Hoy día alguien como Jeff Bezos se jubila y no paga impuestos. Con mi misma edad decide dejar de trabajar según me entero por un informativo de la radio. Mencionan la cifra de su riqueza. Mareante. Dicen que equivalente a todo el gasto social de nuestro país. Pero no paga impuestos asegura la noticia. La ley lo consiente mientras que a mí me exige seguir trabajando para aspirar a una jubilación que me garantice una vejez tranquila, además de cumplir religiosamente con el fisco de mi país. Y lo hago gustoso. Ya lo confesó otro multimillonario norteamericano hace años, George Soros, quien reconoció que  él pagaba menos impuestos que su secretaria. En el periodo crítico de la pandemia, entre marzo y diciembre del año pasado, los superricos incrementaron  su riqueza en casi cuatro billones de dólares, según informa Oxfam Intermón, mientras cientos de millones de ciudadanos se ven abocados a la pobreza. La asociación Economistas frente a la crisis ha llamado la atención sobre el hecho de que la diferencia en ingresos entre los que más ganan y el salario medio  ha pasado en las últimas cuatro décadas a ser de 33 veces a 366. Es solo un atisbo de lo que ya se ha dado en llamar la secesión de los ricos, es decir, la desconexión del 10 % más rico respecto del común de los mortales que trabaja día a día para tener una vida mínimamente digna. Quizá estos proyectos espaciales no solo de Jeff Bezos, sino también de otros potentados como Richard Branson (que ya ha subido arriba, aunque no tan lejos, según dicen) y Elon Musk sean el gesto físico definitivo que confirma esa radical secesión.

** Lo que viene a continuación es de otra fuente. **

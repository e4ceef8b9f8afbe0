//! Filtered views and summary counts over a ticket list.
//!
//! Everything here is a pure function of the list and the filter state;
//! callers recompute from scratch whenever either changes.

use std::{collections::BTreeMap, fmt::Write as _, str::FromStr};

use crate::ticket::{Estado, Prioridad, Sede, Ticket, UnknownValue};

/// Site selection. `All` matches every ticket.
#[derive(Debug, Clone, Copy, PartialEq, Eq, Default)]
pub enum SiteFilter {
    #[default]
    All,
    Site(Sede),
}

impl FromStr for SiteFilter {
    type Err = UnknownValue;

    fn from_str(s: &str) -> Result<Self, Self::Err> {
        match s {
            "All" | "all" | "Todas" => Ok(SiteFilter::All),
            other => other.parse().map(SiteFilter::Site),
        }
    }
}

/// Site plus free-text search, combined with AND.
#[derive(Debug, Clone, Default, PartialEq, Eq)]
pub struct TicketFilter {
    pub site: SiteFilter,
    /// Case-insensitive substring looked up in `numero`, `nombre`,
    /// `descripcion` and `categoria`. Empty matches everything.
    pub query: String,
}

impl TicketFilter {
    pub fn new(site: SiteFilter, query: impl Into<String>) -> Self {
        Self {
            site,
            query: query.into(),
        }
    }

    pub fn matches(&self, ticket: &Ticket) -> bool {
        let site = match self.site {
            SiteFilter::All => true,
            SiteFilter::Site(sede) => ticket.sede == sede,
        };
        site && text_matches(ticket, &self.query.to_lowercase())
    }

    /// Matching tickets, in the input order.
    pub fn apply<'a>(&self, tickets: &'a [Ticket]) -> Vec<&'a Ticket> {
        tickets.iter().filter(|t| self.matches(t)).collect()
    }
}

fn text_matches(ticket: &Ticket, needle: &str) -> bool {
    if needle.is_empty() {
        return true;
    }
    let numero = ticket.numero.to_string();
    [
        numero.as_str(),
        ticket.nombre.as_str(),
        ticket.descripcion.as_str(),
        ticket.categoria.as_str(),
    ]
    .iter()
    .any(|field| field.to_lowercase().contains(needle))
}

/// Counts over the unfiltered list.
#[derive(Debug, Clone, Default, PartialEq, Eq)]
pub struct Summary {
    pub total: usize,
    pub por_sede: BTreeMap<Sede, usize>,
    pub pendientes: usize,
    pub en_proceso: usize,
    pub resueltos: usize,
    /// High priority and not yet resolved.
    pub alta_abiertos: usize,
}

impl Summary {
    pub fn compute(tickets: &[Ticket]) -> Self {
        let mut summary = Summary {
            total: tickets.len(),
            por_sede: Sede::ALL.iter().map(|s| (*s, 0)).collect(),
            ..Default::default()
        };
        for t in tickets {
            *summary.por_sede.entry(t.sede).or_default() += 1;
            match t.estado {
                Estado::Pendiente => summary.pendientes += 1,
                Estado::EnProceso => summary.en_proceso += 1,
                Estado::Resuelto => summary.resueltos += 1,
            }
            if t.prioridad == Prioridad::Alta && t.estado != Estado::Resuelto {
                summary.alta_abiertos += 1;
            }
        }
        summary
    }
}

/// Filtered tickets plus the summary of the whole list.
#[derive(Debug, Clone, PartialEq)]
pub struct DashboardView {
    pub tickets: Vec<Ticket>,
    pub summary: Summary,
}

impl DashboardView {
    pub fn compute(tickets: &[Ticket], filter: &TicketFilter) -> Self {
        Self {
            tickets: filter.apply(tickets).into_iter().cloned().collect(),
            summary: Summary::compute(tickets),
        }
    }

    /// Plain-text rendering for the terminal.
    pub fn render(&self) -> String {
        let s = &self.summary;
        let mut out = String::new();
        let _ = writeln!(
            out,
            "total {}  pendientes {}  en proceso {}  resueltos {}  alta abiertos {}",
            s.total, s.pendientes, s.en_proceso, s.resueltos, s.alta_abiertos
        );
        let sites: Vec<String> = s
            .por_sede
            .iter()
            .map(|(sede, n)| format!("{sede} {n}"))
            .collect();
        let _ = writeln!(out, "sedes: {}", sites.join("  "));
        for t in &self.tickets {
            let _ = writeln!(
                out,
                "{:<9} {:<14} {:<9} {:<6} {:<11} {} :: {}",
                t.numero.to_string(),
                t.sede,
                t.categoria,
                t.prioridad,
                t.estado,
                t.nombre,
                t.descripcion
            );
        }
        out
    }
}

¿Cómo es que hay indicios suficientes para tener la impresión en ocasiones de que en la actualidad nos hallamos tan desnortados como en el siglo IV o XVII? Cuando fuimos bendecidos en el siglo XVIII con la Ilustración y el siglo XX nos infligió con harto sufrimiento las enseñanzas de lo que conlleva el fanatismo ideológico y las desigualdades materiales, ¿no deberíamos saber ya todos a dónde conduce la confluencia histórica de las distopías antidemocráticas, los nacionalismos exacerbados  y el capitalismo global desbocado?

A finales del siglo XIX Nietzsche certificó la defunción de Dios. Dios ha muerto, es decir, el ser humano sólo posee la vida para darle sentido a su existencia; la vida, que es el ser del cuerpo. Y afirmaba que los valores de la vida tienen sus raíces en la tierra. El ser humano, «animal valetudinario», haría bien en cuidarla (si hay alguna lección que aprender de la maldita pandemia es esta) si es que quiere dejar de ser lo que el filósofo alemán expresó con su singular estilo poético: «un ser escindido, híbrido de planta y fantasma». Sin embargo, el personaje del hombre poderoso de nuestro tiempo, que representa diáfanamente Jeff Bezos, cuando ha puesto sus ojos en el cielo ha escogido, no el paradigma económico del cuidado, sino el de la explotación. Su réplica a la retadora proclamación de Nietzsche es la de los corifeos que cantan loas al omnímodo dictado del mercado: ¡Dios ha muerto! ¡Que viva el dinero! Si la carrera espacial de los pioneros del siglo XX se dotó de significado al vincularse con el ideal romántico de la exploración, los cutres viajes espaciales para multimillonarios no estimularán el intelecto de los científicos, ni la imaginación de los escritores de ciencia ficción, ni acrecentarán la profundidad de las reflexiones de los filósofos. Contribuirán a reforzar el sentido de superioridad de los que levitan en la misma órbita que el magnate de Amazon consolidando sus propósitos y asegurando que se haga su voluntad así en el cielo como en la tierra.